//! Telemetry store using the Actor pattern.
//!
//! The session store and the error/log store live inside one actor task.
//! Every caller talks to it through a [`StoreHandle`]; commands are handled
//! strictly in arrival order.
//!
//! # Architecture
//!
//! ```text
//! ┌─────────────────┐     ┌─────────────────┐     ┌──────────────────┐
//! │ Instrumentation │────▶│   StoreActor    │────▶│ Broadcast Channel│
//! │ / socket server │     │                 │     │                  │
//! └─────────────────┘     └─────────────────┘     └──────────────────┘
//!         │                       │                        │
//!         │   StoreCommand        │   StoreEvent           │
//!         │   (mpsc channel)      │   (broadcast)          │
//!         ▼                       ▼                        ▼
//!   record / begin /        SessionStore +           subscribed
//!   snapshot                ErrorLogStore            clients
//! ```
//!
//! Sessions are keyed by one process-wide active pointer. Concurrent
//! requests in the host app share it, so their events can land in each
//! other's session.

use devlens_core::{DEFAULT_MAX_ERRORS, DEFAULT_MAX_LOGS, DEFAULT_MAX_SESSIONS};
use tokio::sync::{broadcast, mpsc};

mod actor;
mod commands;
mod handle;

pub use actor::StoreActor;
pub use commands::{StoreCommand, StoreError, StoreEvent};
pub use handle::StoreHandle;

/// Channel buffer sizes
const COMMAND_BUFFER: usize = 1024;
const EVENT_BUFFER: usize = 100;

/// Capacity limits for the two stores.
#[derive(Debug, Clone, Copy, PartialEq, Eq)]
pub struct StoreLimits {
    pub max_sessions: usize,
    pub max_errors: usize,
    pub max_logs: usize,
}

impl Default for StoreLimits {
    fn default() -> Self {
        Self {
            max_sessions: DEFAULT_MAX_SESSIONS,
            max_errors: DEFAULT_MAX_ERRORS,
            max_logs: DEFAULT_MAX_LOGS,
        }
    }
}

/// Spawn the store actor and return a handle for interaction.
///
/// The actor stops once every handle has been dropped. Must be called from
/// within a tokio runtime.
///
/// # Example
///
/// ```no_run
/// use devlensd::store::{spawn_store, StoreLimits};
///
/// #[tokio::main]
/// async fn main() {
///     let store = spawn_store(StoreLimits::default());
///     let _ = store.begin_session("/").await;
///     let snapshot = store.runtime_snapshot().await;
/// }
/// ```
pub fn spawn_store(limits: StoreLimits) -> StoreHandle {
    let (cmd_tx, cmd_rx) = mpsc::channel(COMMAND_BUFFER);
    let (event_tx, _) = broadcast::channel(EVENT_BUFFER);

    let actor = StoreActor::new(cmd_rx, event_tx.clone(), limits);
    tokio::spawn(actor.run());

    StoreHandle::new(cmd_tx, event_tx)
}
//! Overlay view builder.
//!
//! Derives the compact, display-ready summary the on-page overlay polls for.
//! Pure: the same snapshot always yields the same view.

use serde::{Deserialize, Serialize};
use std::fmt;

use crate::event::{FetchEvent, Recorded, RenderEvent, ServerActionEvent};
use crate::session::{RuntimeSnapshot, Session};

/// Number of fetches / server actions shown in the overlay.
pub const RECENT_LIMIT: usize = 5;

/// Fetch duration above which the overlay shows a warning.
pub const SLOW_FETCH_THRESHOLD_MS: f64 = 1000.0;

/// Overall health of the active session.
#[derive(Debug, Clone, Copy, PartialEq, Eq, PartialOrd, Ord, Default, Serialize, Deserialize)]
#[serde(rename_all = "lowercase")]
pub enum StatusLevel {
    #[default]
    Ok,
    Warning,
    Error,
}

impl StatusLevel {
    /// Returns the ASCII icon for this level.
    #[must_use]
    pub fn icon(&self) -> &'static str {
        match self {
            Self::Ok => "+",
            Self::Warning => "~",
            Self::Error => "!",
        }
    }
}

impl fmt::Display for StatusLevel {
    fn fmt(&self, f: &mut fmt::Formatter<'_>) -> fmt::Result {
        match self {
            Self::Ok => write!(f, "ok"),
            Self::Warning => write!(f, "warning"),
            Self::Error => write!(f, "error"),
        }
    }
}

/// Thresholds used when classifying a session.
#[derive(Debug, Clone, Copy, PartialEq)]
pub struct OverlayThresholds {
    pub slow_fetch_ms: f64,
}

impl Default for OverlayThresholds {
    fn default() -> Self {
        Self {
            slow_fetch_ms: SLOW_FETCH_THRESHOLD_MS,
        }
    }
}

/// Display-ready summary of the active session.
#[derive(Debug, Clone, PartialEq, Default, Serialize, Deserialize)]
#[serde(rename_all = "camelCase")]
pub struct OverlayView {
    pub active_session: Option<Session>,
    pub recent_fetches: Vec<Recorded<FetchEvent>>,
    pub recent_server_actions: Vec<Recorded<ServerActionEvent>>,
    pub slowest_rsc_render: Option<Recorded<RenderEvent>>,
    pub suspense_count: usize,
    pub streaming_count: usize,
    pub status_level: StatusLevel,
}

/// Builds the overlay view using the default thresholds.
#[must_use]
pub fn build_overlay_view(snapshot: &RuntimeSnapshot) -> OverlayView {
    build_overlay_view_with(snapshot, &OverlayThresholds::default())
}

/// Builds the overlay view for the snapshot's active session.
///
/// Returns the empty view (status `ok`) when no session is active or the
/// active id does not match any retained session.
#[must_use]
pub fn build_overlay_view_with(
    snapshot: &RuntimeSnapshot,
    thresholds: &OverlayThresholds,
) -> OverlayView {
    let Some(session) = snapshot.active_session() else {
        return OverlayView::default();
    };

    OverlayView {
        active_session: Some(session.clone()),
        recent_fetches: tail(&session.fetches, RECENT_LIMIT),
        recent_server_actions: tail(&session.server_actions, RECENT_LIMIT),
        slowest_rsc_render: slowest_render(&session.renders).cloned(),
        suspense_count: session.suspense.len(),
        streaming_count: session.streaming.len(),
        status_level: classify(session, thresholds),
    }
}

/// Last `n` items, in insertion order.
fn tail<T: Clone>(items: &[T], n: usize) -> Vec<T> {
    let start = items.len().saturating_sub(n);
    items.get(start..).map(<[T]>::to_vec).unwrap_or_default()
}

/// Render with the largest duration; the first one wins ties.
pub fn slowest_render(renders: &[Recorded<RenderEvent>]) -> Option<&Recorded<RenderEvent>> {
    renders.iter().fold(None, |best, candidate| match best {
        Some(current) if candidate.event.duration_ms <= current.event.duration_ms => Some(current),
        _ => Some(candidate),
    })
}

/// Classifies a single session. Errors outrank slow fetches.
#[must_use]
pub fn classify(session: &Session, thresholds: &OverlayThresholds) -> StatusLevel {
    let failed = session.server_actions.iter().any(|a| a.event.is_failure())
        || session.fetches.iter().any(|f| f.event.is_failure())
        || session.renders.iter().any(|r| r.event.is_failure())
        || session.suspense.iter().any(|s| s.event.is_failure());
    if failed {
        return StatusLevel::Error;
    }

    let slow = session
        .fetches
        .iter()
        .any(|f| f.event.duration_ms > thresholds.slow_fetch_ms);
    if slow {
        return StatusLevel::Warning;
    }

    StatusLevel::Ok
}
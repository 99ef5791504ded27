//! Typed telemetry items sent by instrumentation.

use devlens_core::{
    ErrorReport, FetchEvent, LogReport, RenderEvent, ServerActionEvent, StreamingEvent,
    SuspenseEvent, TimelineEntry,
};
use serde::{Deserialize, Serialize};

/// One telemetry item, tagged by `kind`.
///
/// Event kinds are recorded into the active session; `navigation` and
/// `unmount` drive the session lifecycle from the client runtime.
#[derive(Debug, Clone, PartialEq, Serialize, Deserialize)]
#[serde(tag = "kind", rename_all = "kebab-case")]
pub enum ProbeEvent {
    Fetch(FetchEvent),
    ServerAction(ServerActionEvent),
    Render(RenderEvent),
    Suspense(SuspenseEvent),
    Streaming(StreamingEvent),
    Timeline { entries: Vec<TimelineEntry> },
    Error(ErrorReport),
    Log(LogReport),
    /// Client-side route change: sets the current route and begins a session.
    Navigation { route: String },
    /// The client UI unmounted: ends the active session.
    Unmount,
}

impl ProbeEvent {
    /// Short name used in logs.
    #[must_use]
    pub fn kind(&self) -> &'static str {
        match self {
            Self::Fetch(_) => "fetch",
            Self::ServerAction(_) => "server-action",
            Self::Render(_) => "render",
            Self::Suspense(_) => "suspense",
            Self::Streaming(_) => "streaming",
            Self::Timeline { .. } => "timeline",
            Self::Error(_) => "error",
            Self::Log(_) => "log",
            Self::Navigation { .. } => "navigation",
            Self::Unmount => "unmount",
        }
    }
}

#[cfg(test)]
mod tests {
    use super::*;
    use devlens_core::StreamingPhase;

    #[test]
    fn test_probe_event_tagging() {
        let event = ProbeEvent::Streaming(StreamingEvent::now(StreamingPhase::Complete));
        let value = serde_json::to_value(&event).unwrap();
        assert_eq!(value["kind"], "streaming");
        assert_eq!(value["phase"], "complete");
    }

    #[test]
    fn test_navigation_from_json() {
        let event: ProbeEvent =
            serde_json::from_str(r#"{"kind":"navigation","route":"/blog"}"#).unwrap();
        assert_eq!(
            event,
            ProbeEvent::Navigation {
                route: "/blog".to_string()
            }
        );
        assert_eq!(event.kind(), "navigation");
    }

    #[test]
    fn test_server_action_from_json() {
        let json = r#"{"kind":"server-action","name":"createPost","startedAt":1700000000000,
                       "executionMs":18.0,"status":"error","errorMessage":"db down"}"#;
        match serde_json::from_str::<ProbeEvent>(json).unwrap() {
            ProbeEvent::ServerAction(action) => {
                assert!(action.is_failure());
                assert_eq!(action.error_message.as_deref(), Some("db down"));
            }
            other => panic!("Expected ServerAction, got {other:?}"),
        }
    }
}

• • •

> **PROBLEM STATEMENT**:
When the word "ready" turns up on a line of the material above, copy that line.

> **THE ANSWER**:
//! Derives the compact, display-ready summary the on-page overlay polls for.
/// Display-ready summary of the active session.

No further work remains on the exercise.